Leemos en la historia que un solitario lleno
de orgullo quiso mostrar la firmeza de su fe. Habiendo ido a visitar a San
Palemón, dio en su presencia grandes muestras de orgullo, hasta el punto que el
Santo le dijo, caritativamente, que con tanto orgullo era muy difícil tener la
fe de que blasonaba; que, no teniendo nada bueno de nosotros mismos, sólo nos
toca humillarnos y gemir delante de Dios pidiéndole la gracia de que no nos
abandone.
Mas aquel pobre ciego, en vez de aprovecharse
de tan caritativa amonestación, corrió a arrojarse a un brasero encendido, y permitió
Dios, para probar hasta donde llegaba su orgullo, que el fuego no le dañase. Pero,
pasando algún tiempo, cayo en un pecado gravísimo y vergonzoso contra la santa
virtud de la pureza. El demonio se le presentó en figura de mujer, que le instó
a pecar y se sentó junto a él.

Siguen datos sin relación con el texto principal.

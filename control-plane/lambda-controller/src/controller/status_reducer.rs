use chrono::{SecondsFormat, Utc};
use serde::Serialize;
use serde_json::{Map, Value, json};
use tracing::{debug, trace};

use crate::crd::common::{Condition, ConditionStatus, ConditionType};

pub fn now() -> String {
    Utc::now().to_rfc3339_opts(SecondsFormat::Secs, true)
}

/// Upsert `incoming` by type, in place, so condition order is stable.
/// `lastTransitionTime` only moves when the status actually flips.
pub fn upsert_condition(
    conditions: &mut Vec<Condition>,
    incoming: Condition,
    now: &str,
) {
    match conditions.iter_mut().find(|c| c.type_ == incoming.type_) {
        Some(existing) => {
            if existing.status != incoming.status
                || existing.last_transition_time.is_none()
            {
                existing.last_transition_time = Some(now.to_string());
            }
            existing.status = incoming.status;
            existing.reason = incoming.reason;
            existing.message = incoming.message;
        }
        None => conditions.push(Condition {
            last_transition_time: Some(now.to_string()),
            ..incoming
        }),
    }
}

/// Flip a `True` condition to `False`. Absent conditions stay absent.
pub fn resolve_condition(
    conditions: &mut [Condition],
    type_: ConditionType,
    now: &str,
) {
    if let Some(c) = conditions
        .iter_mut()
        .find(|c| c.type_ == type_ && c.status == ConditionStatus::True)
    {
        c.status = ConditionStatus::False;
        c.reason = Some("Resolved".into());
        c.message = None;
        c.last_transition_time = Some(now.to_string());
    }
}

pub fn should_patch_status<S: Serialize>(current: Option<&S>, desired: &S) -> bool {
    match current {
        None => {
            debug!("should_patch_status: no current status, patching");
            true
        }
        Some(cur) => {
            let cur_norm = normalize_status(cur);
            let des_norm = normalize_status(desired);
            let differs = cur_norm != des_norm;
            if differs {
                debug!(
                    "should_patch_status: status differs, patching\ncurrent={}\ndesired={}",
                    cur_norm, des_norm
                );
            } else {
                trace!("should_patch_status: status identical, skipping patch");
            }
            differs
        }
    }
}

fn normalize_status<S: Serialize>(s: &S) -> Value {
    let mut v = serde_json::to_value(s).unwrap_or_else(|_| json!({}));
    if let Some(Value::Array(conds)) = v.get_mut("conditions") {
        for c in conds.iter_mut() {
            if let Some(obj) = c.as_object_mut() {
                obj.remove("lastTransitionTime");
            }
        }
    }
    v
}

/// JSON merge patch turning `current` into `desired`. Keys that disappeared
/// are sent as `null` so the API server drops them.
pub fn status_patch<S: Serialize>(
    current: Option<&S>,
    desired: &S,
) -> Result<Value, serde_json::Error> {
    let old = match current {
        Some(c) => serde_json::to_value(c)?,
        None => json!({}),
    };
    let new = serde_json::to_value(desired)?;
    Ok(merge_patch(&old, &new))
}

pub fn merge_patch(old: &Value, new: &Value) -> Value {
    match (old, new) {
        (Value::Object(o), Value::Object(n)) => {
            let mut out = Map::new();
            for (k, v) in n {
                match o.get(k) {
                    Some(ov) if ov == v => {}
                    Some(ov) => {
                        out.insert(k.clone(), merge_patch(ov, v));
                    }
                    None => {
                        out.insert(k.clone(), v.clone());
                    }
                }
            }
            for k in o.keys() {
                if !n.contains_key(k) {
                    out.insert(k.clone(), Value::Null);
                }
            }
            Value::Object(out)
        }
        _ => new.clone(),
    }
}
#[derive(Clone, Debug, PartialEq, Eq)]
pub enum FsmAction {
    AddFinalizer,
    /// Resolve references and read the remote resource.
    Observe,
    Create,
    /// Apply this many planned operations.
    ApplyOps(usize),
    /// Wait for AWS to finish a transition before touching the resource.
    AwaitSettle,
    Delete,
    RemoveFinalizer,
}
use super::actions::FsmAction;

#[derive(Clone, Copy, Debug, PartialEq, Eq)]
pub enum Phase {
    /// Nothing observed yet in this pass.
    Observing,
    Creating,
    Updating,
    /// AWS reports a transitional state; no writes until it settles.
    Settling,
    Synced,
    Terminal,
    Deleting,
}

impl Phase {
    pub fn as_str(&self) -> &'static str {
        match self {
            Phase::Observing => "Observing",
            Phase::Creating => "Creating",
            Phase::Updating => "Updating",
            Phase::Settling => "Settling",
            Phase::Synced => "Synced",
            Phase::Terminal => "Terminal",
            Phase::Deleting => "Deleting",
        }
    }
}

/// What the last read of the AWS resource showed.
#[derive(Clone, Copy, Debug, PartialEq, Eq)]
pub struct Remote {
    pub exists: bool,
    pub settling: bool,
    pub pending_ops: usize,
}

pub struct EvalInput {
    pub is_deleting: bool,
    pub has_finalizer: bool,
    /// `ACK.Terminal` is currently `True`.
    pub terminal: bool,
    /// `metadata.generation` differs from `status.observedGeneration`.
    pub generation_changed: bool,
    /// `None` before the remote resource has been read.
    pub remote: Option<Remote>,
}

#[derive(Debug)]
pub struct EvalOutput {
    pub phase: Phase,
    pub actions: Vec<FsmAction>,
}

pub fn evaluate(input: EvalInput) -> EvalOutput {
    if input.is_deleting {
        let actions = if input.has_finalizer {
            vec![FsmAction::Delete, FsmAction::RemoveFinalizer]
        } else {
            vec![]
        };
        return EvalOutput {
            phase: Phase::Deleting,
            actions,
        };
    }

    // Terminal sticks until the user changes the spec.
    if input.terminal && !input.generation_changed {
        return EvalOutput {
            phase: Phase::Terminal,
            actions: vec![],
        };
    }

    let Some(remote) = input.remote else {
        let mut actions = Vec::new();
        if !input.has_finalizer {
            actions.push(FsmAction::AddFinalizer);
        }
        actions.push(FsmAction::Observe);
        return EvalOutput {
            phase: Phase::Observing,
            actions,
        };
    };

    if !remote.exists {
        return EvalOutput {
            phase: Phase::Creating,
            actions: vec![FsmAction::Create],
        };
    }
    if remote.settling {
        return EvalOutput {
            phase: Phase::Settling,
            actions: vec![FsmAction::AwaitSettle],
        };
    }
    if remote.pending_ops > 0 {
        return EvalOutput {
            phase: Phase::Updating,
            actions: vec![FsmAction::ApplyOps(remote.pending_ops)],
        };
    }
    EvalOutput {
        phase: Phase::Synced,
        actions: vec![],
    }
}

Como el solitario intentase abrazarla, el
demonio se arrojó Sobre él, le molió a golpes y le dejó tendido y sin
conocimiento en el suelo. Reconociendo, al fin, su culpa, es decir, su orgullo,
volvió a visitar a San Palemón, y con lágrimas en los ojos confesó su pecado.
Cosa extraña, mientras estaba hablando con el Santo, el demonio se apoderó de
él, le arrastró con furia y le precipitó en un horno ardiendo, donde perdió la
vida.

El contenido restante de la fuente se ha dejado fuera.